## Problem
Copy out each line of the data that holds the string "bidder".
** Opening Records for this exercise block **
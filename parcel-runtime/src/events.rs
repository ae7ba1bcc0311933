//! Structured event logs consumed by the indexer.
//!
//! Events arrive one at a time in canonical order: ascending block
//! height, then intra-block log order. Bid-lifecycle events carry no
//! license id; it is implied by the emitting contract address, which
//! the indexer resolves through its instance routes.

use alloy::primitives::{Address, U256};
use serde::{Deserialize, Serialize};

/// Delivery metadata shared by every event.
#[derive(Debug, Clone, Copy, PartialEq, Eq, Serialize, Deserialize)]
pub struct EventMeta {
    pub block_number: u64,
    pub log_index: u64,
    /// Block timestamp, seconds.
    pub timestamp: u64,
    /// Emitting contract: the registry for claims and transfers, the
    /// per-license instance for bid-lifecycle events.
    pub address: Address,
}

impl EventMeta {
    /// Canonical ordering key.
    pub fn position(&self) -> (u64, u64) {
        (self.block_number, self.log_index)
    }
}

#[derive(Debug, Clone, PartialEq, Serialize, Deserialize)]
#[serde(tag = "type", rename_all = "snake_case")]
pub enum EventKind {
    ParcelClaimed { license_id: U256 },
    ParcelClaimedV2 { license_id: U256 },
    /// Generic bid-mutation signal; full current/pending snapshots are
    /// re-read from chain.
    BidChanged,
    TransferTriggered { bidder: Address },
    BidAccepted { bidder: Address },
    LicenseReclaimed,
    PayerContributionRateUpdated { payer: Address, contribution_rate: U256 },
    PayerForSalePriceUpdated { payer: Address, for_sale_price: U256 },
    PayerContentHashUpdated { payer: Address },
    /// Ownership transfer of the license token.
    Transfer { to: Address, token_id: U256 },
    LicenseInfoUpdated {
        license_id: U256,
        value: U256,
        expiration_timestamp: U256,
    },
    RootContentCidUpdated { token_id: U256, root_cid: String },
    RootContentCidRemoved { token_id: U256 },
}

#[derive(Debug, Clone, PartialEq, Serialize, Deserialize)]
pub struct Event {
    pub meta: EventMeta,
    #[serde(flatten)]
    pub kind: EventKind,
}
** Closing Records for this exercise block **
## Solution to this problem
    TransferTriggered { bidder: Address },
    BidAccepted { bidder: Address },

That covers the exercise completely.